Tim Horton - Spy Hunter
Horton has had quite a string of running backs at Auburn. First was Tre Mason, who only broke Bo Jackson's season rushing record and finished 2013 as a Heisman finalist. But when he left for the NFL, some worried that the RB position would crash and burn. Nope. The big, red recruiting truck just pulled up and dropped off another stud back. Cameron Artis-Payne rushed for over 1600 yards in 2014.
Once again, Horton will be looking for a replacement back, and, once again, the big, red recruiting truck has dropped off several speedy options, all shiny and brand new.
Will Muschamp - Street Fighter
Auburn's once and future Defensive Coordinator has a reputation for having a temper and not being afraid to show it. As a kid, he found fighting games as a way to express that anger.
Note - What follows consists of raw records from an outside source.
/// Parse an RDF/XML document into a [`Graph`].
///
/// Handles the striped syntax produced by the RM server: typed node elements,
/// `rdf:about`/`rdf:nodeID`, `rdf:resource` objects, literal content, nested
/// node elements, `rdf:parseType="Resource"` and `rdf:parseType="Literal"`
/// (kept verbatim as an `rdf:XMLLiteral`).
pub fn parse(text: &str) -> Result<Graph, GraphError> {
    let mut reader = Reader {
        graph: Graph::new(),
        namespaces: Vec::new(),
        blank: 0,
    };
    let mut tokens = Tokenizer::new(text);
    let mut stack: Vec<Frame> = Vec::new();

    while let Some(event) = tokens.next_event()? {
        match event {
            Event::Start { name, attrs, empty } => {
                let attrs = reader.scope(attrs);
                let expanded = reader.expand(name);
                let mut consumed = empty;
                let frame = match stack.last_mut() {
                    None if expanded == RDF_RDF => Frame::Root,
                    None | Some(Frame::Root) => Frame::Node {
                        subject: reader.node_element(name, &attrs, None),
                    },
                    Some(Frame::Property {
                        subject,
                        predicate,
                        object_seen,
                        ..
                    }) => {
                        *object_seen = true;
                        let (subject, predicate) = (subject.clone(), predicate.clone());
                        Frame::Node {
                            subject: reader.node_element(name, &attrs, Some((&subject, &predicate))),
                        }
                    }
                    Some(Frame::Node { subject }) => {
                        let subject = subject.clone();
                        if let Some(resource) = attr(&attrs, RDF_RESOURCE) {
                            reader
                                .graph
                                .insert(subject.as_str(), expanded, Term::uri(resource));
                            Frame::Closed
                        } else if let Some(id) = attr(&attrs, RDF_NODE_ID) {
                            reader
                                .graph
                                .insert(subject.as_str(), expanded, Term::bnode(id));
                            Frame::Closed
                        } else if attr(&attrs, RDF_PARSE_TYPE) == Some("Literal") {
                            let xml = if empty { "" } else { tokens.raw_content()? };
                            consumed = true;
                            reader
                                .graph
                                .insert(subject.as_str(), expanded, Term::xml_literal(xml.trim()));
                            Frame::Closed
                        } else if attr(&attrs, RDF_PARSE_TYPE) == Some("Resource") {
                            let blank = reader.fresh_blank();
                            reader
                                .graph
                                .insert(subject.as_str(), expanded, node_term(&blank));
                            Frame::Node { subject: blank }
                        } else {
                            Frame::Property {
                                subject,
                                predicate: expanded,
                                datatype: attr(&attrs, RDF_DATATYPE).map(str::to_string),
                                text: String::new(),
                                object_seen: false,
                            }
                        }
                    }
                    Some(Frame::Closed) => Frame::Closed,
                };
                if consumed {
                    close(&mut reader, frame);
                } else {
                    stack.push(frame);
                }
            }
            Event::Text(content) => {
                if let Some(Frame::Property { text, .. }) = stack.last_mut() {
                    text.push_str(&content);
                }
            }
            Event::End => {
                let frame = stack
                    .pop()
                    .ok_or_else(|| GraphError::Xml("unbalanced closing tag".to_string()))?;
                close(&mut reader, frame);
            }
        }
    }

    if !stack.is_empty() {
        return Err(GraphError::Xml("document ended inside an element".to_string()));
    }
    Ok(reader.graph)
}
// ABOUTME: Component resource and enumeration of its configurations.
// ABOUTME: The configurations container lists members via rdfs:member.

use serde::Serialize;

use super::{Configuration, ResourceError, fetch_configuration, read_graph};
use crate::oslc::Graph;
use crate::oslc::vocab::prop;
use crate::transport::Transport;
use crate::types::{ComponentUri, ConfigurationUri};

/// A component owning streams, baselines and changesets.
#[derive(Debug, Clone, Serialize)]
pub struct Component {
    pub uri: ComponentUri,
    pub title: Option<String>,
    pub description: Option<String>,
    pub project_area: Option<String>,
    /// Container listing the component's configurations.
    pub configurations: Option<String>,
}

impl Component {
    pub fn from_graph(uri: &str, graph: &Graph) -> Option<Self> {
        let resource = graph.subject_or_only(uri)?;
        Some(Self {
            uri: ComponentUri::new(uri),
            title: resource.first_text(prop::DC_TITLE),
            description: resource.first_text(prop::DC_DESCRIPTION),
            project_area: resource
                .first_uri(prop::PROCESS_PROJECT_AREA)
                .map(str::to_string),
            configurations: resource
                .first_uri(prop::CONFIG_CONFIGURATIONS)
                .map(str::to_string),
        })
    }

    pub fn label(&self) -> &str {
        self.title.as_deref().unwrap_or(self.uri.as_str())
    }
}

pub async fn fetch_component<T: Transport + ?Sized>(
    transport: &T,
    uri: &ComponentUri,
) -> Result<Option<Component>, ResourceError> {
    let Some(graph) = read_graph(transport, uri.as_str()).await? else {
        return Ok(None);
    };
    Component::from_graph(uri.as_str(), &graph)
        .map(Some)
        .ok_or_else(|| ResourceError::NotDescribed {
            url: uri.to_string(),
            what: "component",
        })
}

/// Fetch every configuration listed in the component's configurations container.
///
/// Members the server no longer returns are skipped.
pub async fn component_configurations<T: Transport + ?Sized>(
    transport: &T,
    component: &Component,
) -> Result<Vec<Configuration>, ResourceError> {
    let Some(container) = component.configurations.as_deref() else {
        return Ok(Vec::new());
    };
    let Some(graph) = read_graph(transport, container).await? else {
        tracing::warn!(container, "configurations container not found");
        return Ok(Vec::new());
    };

    let mut members: Vec<&str> = graph
        .resources()
        .flat_map(|r| r.uris(prop::RDFS_MEMBER))
        .collect();
    members.dedup();

    let mut configurations = Vec::with_capacity(members.len());
    for member in members {
        match fetch_configuration(transport, &ConfigurationUri::new(member)).await? {
            Some(configuration) => configurations.push(configuration),
            None => tracing::debug!(member, "listed configuration is gone"),
        }
    }
    Ok(configurations)
}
Street Fighter came out when he was 16, but Street Fighter II and Mortal Kombat had a bit more influence on him. You can't tell me that smashing barrels for fun...
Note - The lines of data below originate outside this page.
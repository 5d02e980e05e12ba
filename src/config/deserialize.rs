// ABOUTME: Custom serde deserializers for config types.
// ABOUTME: Validates server URLs and polling settings while the file is parsed.

use reqwest::Url;
use serde::Deserialize;

use super::server::validate_url;
use crate::tracker::PollPolicy;

pub fn deserialize_url<'de, D>(deserializer: D) -> Result<Url, D::Error>
where
    D: serde::Deserializer<'de>,
{
    let s = String::deserialize(deserializer)?;
    validate_url(&s).map_err(serde::de::Error::custom)
}

pub fn deserialize_poll_policy<'de, D>(deserializer: D) -> Result<PollPolicy, D::Error>
where
    D: serde::Deserializer<'de>,
{
    let policy = PollPolicy::deserialize(deserializer)?;
    policy.validate().map_err(serde::de::Error::custom)?;
    Ok(policy)
}
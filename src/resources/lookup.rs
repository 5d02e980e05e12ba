// ABOUTME: Creation-factory discovery from an OSLC service provider document.
// ABOUTME: Trait seam so callers can resolve factories without a catalog walk.

use async_trait::async_trait;

use super::{ResourceError, read_graph};
use crate::oslc::vocab::prop;
use crate::transport::Transport;
use crate::types::{CreationFactoryUri, ServiceProviderUri};

/// Resolves the creation factory for a resource type within a service provider.
#[async_trait]
pub trait FactoryLookup: Send + Sync {
    async fn creation_factory(
        &self,
        service_provider: &ServiceProviderUri,
        resource_type: &str,
    ) -> Result<CreationFactoryUri, ResourceError>;
}

/// Reads the service provider document through a transport.
pub struct ServiceProviderLookup<'a, T: ?Sized> {
    transport: &'a T,
}

impl<'a, T: Transport + ?Sized> ServiceProviderLookup<'a, T> {
    pub fn new(transport: &'a T) -> Self {
        Self { transport }
    }
}

#[async_trait]
impl<T: Transport + ?Sized> FactoryLookup for ServiceProviderLookup<'_, T> {
    async fn creation_factory(
        &self,
        service_provider: &ServiceProviderUri,
        resource_type: &str,
    ) -> Result<CreationFactoryUri, ResourceError> {
        let not_found = || ResourceError::NoCreationFactory {
            service_provider: service_provider.to_string(),
            resource_type: resource_type.to_string(),
        };

        let graph = read_graph(self.transport, service_provider.as_str())
            .await?
            .ok_or_else(not_found)?;

        let creation = graph
            .resources_of_type(prop::OSLC_CREATION_FACTORY)
            .filter(|factory| {
                factory
                    .uris(prop::OSLC_RESOURCE_TYPE)
                    .contains(&resource_type)
            })
            .find_map(|factory| factory.first_uri(prop::OSLC_CREATION))
            .ok_or_else(not_found)?;

        tracing::debug!(resource_type, creation, "resolved creation factory");
        Ok(CreationFactoryUri::new(creation))
    }
}
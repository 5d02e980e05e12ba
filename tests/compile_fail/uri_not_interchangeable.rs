// ABOUTME: Compile-fail test verifying ComponentUri and ConfigurationUri are not interchangeable.
// ABOUTME: This test should fail to compile, validating type safety.

use dngcm::types::{ComponentUri, ConfigurationUri};

fn takes_configuration(_uri: ConfigurationUri) {}

fn main() {
    let component = ComponentUri::new("https://clm.example.com/rm/cm/component/_c");
    takes_configuration(component); // ERROR: expected ConfigurationUri, found ComponentUri
}
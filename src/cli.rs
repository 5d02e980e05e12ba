// ABOUTME: Command-line interface definition using clap derive macros.
// ABOUTME: Defines all subcommands and their arguments.

use clap::{Parser, Subcommand};
use dngcm::archive::Simulation;
use std::path::PathBuf;

#[derive(Parser)]
#[command(name = "dngcm")]
#[command(about = "Configuration-management automation for DOORS Next")]
#[command(version)]
pub struct Cli {
    #[command(subcommand)]
    pub command: Commands,

    /// RM application URL, e.g. https://clm.example.com:9443/rm
    #[arg(long, global = true)]
    pub url: Option<String>,

    /// User to log in as
    #[arg(long, global = true)]
    pub user: Option<String>,

    /// Password for --user
    #[arg(long, global = true, env = "DNGCM_PASSWORD", hide_env_values = true)]
    pub password: Option<String>,

    /// Config file (default: discover dngcm.yml in the working directory)
    #[arg(long, global = true)]
    pub config: Option<PathBuf>,

    /// Enable verbose logging
    #[arg(short, long, global = true)]
    pub verbose: bool,

    /// Minimal output (for CI)
    #[arg(short, long, global = true, conflicts_with = "json")]
    pub quiet: bool,

    /// Output JSON lines
    #[arg(long, global = true)]
    pub json: bool,

    /// Announce the run to the server as an expensive scenario
    #[arg(long, global = true)]
    pub scenario: bool,
}

#[derive(Subcommand)]
pub enum Commands {
    /// Initialize a new dngcm.yml configuration file
    Init {
        /// Overwrite an existing file
        #[arg(short, long)]
        force: bool,
    },

    /// Import type systems into targets through a changeset, then deliver it
    ImportTypeSystem {
        /// YAML worklist of {source, target} items
        #[arg(short, long)]
        worklist: PathBuf,
    },

    /// Deliver type systems from sources straight into targets
    DeliverTypeSystem {
        /// YAML worklist of {source, target} items
        #[arg(short, long)]
        worklist: PathBuf,
    },

    /// Archive every configuration in a worklist that has no dependents
    ArchiveConfigurations {
        /// YAML worklist of configurations
        #[arg(short, long)]
        worklist: PathBuf,

        /// Simulate a server behavior instead of calling the archive endpoints
        #[arg(long, value_enum)]
        simulate: Option<Simulation>,

        /// Do not ask whether a configuration is already archived
        #[arg(long)]
        skip_archived_check: bool,
    },

    /// Archive one configuration and its descendants
    ArchiveConfiguration {
        #[arg(short, long)]
        configuration: String,
    },

    /// Show a configuration, its kind and component
    Inspect {
        #[arg(short, long)]
        configuration: String,
    },

    /// List the configurations of a component
    ListConfigurations {
        #[arg(long)]
        component: String,
    },

    /// Build an import worklist from tagged stream descriptions
    MapConfigurations {
        /// Components whose streams are searched
        #[arg(long = "component", required = true)]
        components: Vec<String>,

        /// Tag in the description of the single source stream
        #[arg(long)]
        source_tag: String,

        /// Tag in the descriptions of the target streams
        #[arg(long)]
        target_tag: String,

        /// Write the worklist here instead of stdout
        #[arg(short, long)]
        output: Option<PathBuf>,
    },
}

impl Commands {
    /// Name used for scenario bracketing.
    pub fn name(&self) -> &'static str {
        match self {
            Commands::Init { .. } => "init",
            Commands::ImportTypeSystem { .. } => "import-type-system",
            Commands::DeliverTypeSystem { .. } => "deliver-type-system",
            Commands::ArchiveConfigurations { .. } => "archive-configurations",
            Commands::ArchiveConfiguration { .. } => "archive-configuration",
            Commands::Inspect { .. } => "inspect",
            Commands::ListConfigurations { .. } => "list-configurations",
            Commands::MapConfigurations { .. } => "map-configurations",
        }
    }
}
...didn't have a hand in his penchant for smashing whiteboards for fun.
And I've always thought this...
was just a celebratory version of Liu Kang's bicycle kick.
Dameyune Craig - Super Mario Bros. 3
As a quarterback for Auburn, Craig made things happen on the ground and through the air before dual-threat quarterbacks were cool. But just a few years earlier, he was making Mario run, jump and fly with his SMB3 speed runs, completing each level as fast as possible.
Travaris Robinson - GoldenEye 007
Like Muschamp, T-Rob was also drawn to violent video games. But when he was 16, first person shooters were the thing and GoldenEye was the best. He got so good at it that he didn't need any of the arsenal of guns in the game to actual play. He could dominate with just his virtual hand, AKA slappers only.
I only hope undoes the soft coverage we've seen at Auburn recently and teaches the cornerbacks to slap at opposing receivers at the line of scrimmage to disrupt their routes.
Ryan Russell - The Legend of Zelda: The Ocarina of Time
The first 3D Zelda title was released when Auburn's Strength Coach was a teenager. The protagonist of the game, Link, starts as a young boy who can barely lift a chicken, but over the course of the game, he grows into a young man that can lift, oh I don't know, GIANT GRANITE PILLARS!!!
Russell aims to provide that same transformation to each incoming freshman that comes into his program. Ring that bell, Link!
Rhett Lashlee - NCAA Football 2000
Auburn's Offensive Coordinator only played football games on his PlayStation. NCAA 2000, Madden 2000, NCAA 2001, Madden 2001, and so on. Yep, football all the time. What a nerd.